NEW DELHI (CoinChapter.com) — Bitcoin (BTC) prices could soon be bottoming out, as the US labor market might force the Federal Reserve to slacken its stance on hiking rates.
The US added 315,000 new jobs in August, per the monthly employment data that the Bureau of Labor Statistics releases. Though the numbers were better than expectations, they were still down from July’s data.
However, the employment data only takes into account payrolls. As a result, it estimates the number of jobs, not unemployment. On the other hand, the US household survey helps calculate the unemployment rate as it counts the number of members in a household and records their employment status.
Currently, many people are working two, sometimes three, jobs to make ends meet, making payroll data unreliable for determining unemployment.
Moreover, the number of people under part-time unemployment rose sharply. Though the household survey showed a gain of 442,000 jobs in August, part-time jobs accounted for most of it. Additionally, job openings continue to outpace the number of unemployed people.

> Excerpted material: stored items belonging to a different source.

//! Error type definitions.
//!
//! This module defines the fatal resolution errors, the non-fatal warnings
//! attached to successful resolutions, and setup errors.

use log::SetLoggerError;
use reqwest::Error as ReqwestError;
use strum_macros::EnumIter as EnumIterMacro;
use thiserror::Error;

/// Error types for initialization failures.
#[derive(Error, Debug)]
#[allow(clippy::enum_variant_names)] // All variants end with "Error" by convention
pub enum InitializationError {
    /// Error initializing the logger.
    #[error("Logger initialization error: {0}")]
    LoggerError(#[from] SetLoggerError),

    /// Error initializing the HTTP client.
    #[error("HTTP client initialization error: {0}")]
    HttpClientError(#[from] ReqwestError),
}

/// Fatal outcome of a resolution.
///
/// Every stage either hands its output to the next one or terminates the
/// pipeline with exactly one of these. `Cancelled` is never folded into a
/// domain-specific variant.
#[derive(Error, Debug, Clone, Copy, PartialEq, Eq, Hash, EnumIterMacro)]
pub enum ResolveError {
    /// The hostname is neither domain-shaped nor an IP literal
    #[error("invalid endpoint")]
    InvalidEndpoint,

    /// The port embedded in the endpoint is not a valid TCP port
    #[error("invalid endpoint port")]
    InvalidEndpointPort,

    /// No external resolver produced a usable answer within the retry window
    #[error("third-party DNS resolution failure")]
    ThirdPartyDnsResolutionFailure,

    /// The local resolver failed to look the hostname up
    #[error("native DNS resolution failure")]
    NativeDnsResolutionFailure,

    /// The hostname resolved, but not to any IPv4 address
    #[error("no IP for endpoint")]
    NoIpForEndpoint,

    /// The endpoint is an IPv6 literal
    #[error("IPv6 addresses are not supported")]
    Ipv6Unsupported,

    /// No candidate port accepted a TCP connection
    #[error("no open port")]
    NoOpenPort,

    /// No HTTP request succeeded with either user agent
    #[error("no HTTP connection")]
    NoHttpConnection,

    /// Requests only succeeded with the fallback user agent
    #[error("blocked by user-agent")]
    BlockedByUserAgent,

    /// The caller cancelled the resolution
    #[error("resolution cancelled")]
    Cancelled,
}

impl ResolveError {
    pub fn is_cancelled(&self) -> bool {
        matches!(self, ResolveError::Cancelled)
    }

    /// Stable machine-readable code, used in logs and CLI output.
    pub fn code(&self) -> &'static str {
        match self {
            ResolveError::InvalidEndpoint => "invalid_endpoint",
            ResolveError::InvalidEndpointPort => "invalid_endpoint_port",
            ResolveError::ThirdPartyDnsResolutionFailure => "third_party_dns_resolution_failure",
            ResolveError::NativeDnsResolutionFailure => "native_dns_resolution_failure",
            ResolveError::NoIpForEndpoint => "no_ip_for_endpoint",
            ResolveError::Ipv6Unsupported => "ipv6_unsupported",
            ResolveError::NoOpenPort => "no_open_port",
            ResolveError::NoHttpConnection => "no_http_connection",
            ResolveError::BlockedByUserAgent => "blocked_by_user_agent",
            ResolveError::Cancelled => "cancelled",
        }
    }
}

/// Non-fatal condition attached to a successful resolution.
///
/// When both hold for the same outcome set, `RedirectedOutOfScope` wins.
#[derive(Error, Debug, Clone, Copy, PartialEq, Eq, Hash, EnumIterMacro)]
pub enum Warning {
    /// None of the reached URLs is on the original host and an open port
    #[error("warning: redirection occurred outside scope")]
    RedirectedOutOfScope,

    /// Every successful probe was at or above the slow-response threshold
    #[error("warning: HTTP timeout")]
    HttpTimeout,
}

impl Warning {
    pub fn code(&self) -> &'static str {
        match self {
            Warning::RedirectedOutOfScope => "redirected_out_of_scope",
            Warning::HttpTimeout => "http_timeout",
        }
    }
}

US labor market data misleading
The relationship between job openings and the number of unemployed people is a key metric for evaluating labor market conditions. However, the labor pool available for open job postings might include people looking to switch jobs, not just the unemployed.

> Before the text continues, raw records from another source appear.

//! HTTP client initialization.
//!
//! This module builds the client used by the HTTP prober.

use reqwest::ClientBuilder;

use crate::config::Config;
use crate::error_handling::InitializationError;
use crate::fetch::scoped_redirect_policy;

/// Initializes the HTTP client used for probing candidate URLs.
///
/// Creates a `reqwest::Client` configured with:
/// - Overall timeout from `config.http_timeout` (redirects included)
/// - Certificate verification disabled, since targets often present
///   self-signed or internal certificates
/// - A redirect policy that stops at the first out-of-scope hop or after
///   `config.max_redirects` hops
/// - No proxy and no idle connection reuse, so every probe dials the target
///   directly
///
/// No default User-Agent is set; each request carries its own.
///
/// # Errors
///
/// Returns `InitializationError::HttpClientError` if client creation fails.
pub fn init_probe_client(config: &Config) -> Result<reqwest::Client, InitializationError> {
    let client = ClientBuilder::new()
        .use_rustls_tls()
        .danger_accept_invalid_certs(true)
        .redirect(scoped_redirect_policy(config.max_redirects))
        .timeout(config.http_timeout)
        .pool_max_idle_per_host(0)
        .no_proxy()
        .build()?;
    Ok(client)
}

Therefore, the job openings to unemployed ratio, currently at 2.0, might be overestimated, suggesting the labor market to be less tight than the Fed believes. In addition, the number of work hours per week has also declined.
A deep dive into the labor market conditions might prompt the US central bank to rethink its hawkish stance. But on the other hand, the weakening labor market might help rein in inflation, resulting in more cash in the market. As such, investors might toy with the crypto markets.
An inflow of investors might help Bitcoin prices recover after testing a key support level.
Bitcoin Holding Above $18,000 Support
Meanwhile, Bitcoin price action continues to be lifeless, trudging horizontally without vigor. Though BTC closed above $19,400 on Sept 28, the token is down 3.9% from its intraday high of $19,620.
Bitcoin price remains above the key support level, near $18,000. BTC prices have tested the support multiple times since Jun 18 this year without closing below it once. If the Fed relaxes its stance on hiking interest rates, the token would likely start a rally upwards.
BTC prices would need to move above immediate resistance from their 20-day exponential moving average (20-day EMA, red wave) near $19,600. Moving above the EMA resistance would bring Bitcoin closer to challenging resistance from 50-day EMA (purple wave) near $20,400.
However, another rate hike might result in BTC prices testing the $18,000 support level. If the Fed refuses to budge from its hawkish stance, Bitcoin prices might breach below immediate resistance and fall near $17,400.
Moreover, breaking below a key support level would likely decimate investor confidence. Meanwhile, the relative strength index for Bitcoin remains neutral, with a value of 43.02 on the daily charts.
At writing, BTCUSD was trading at $18,958, down 2.35% on the day.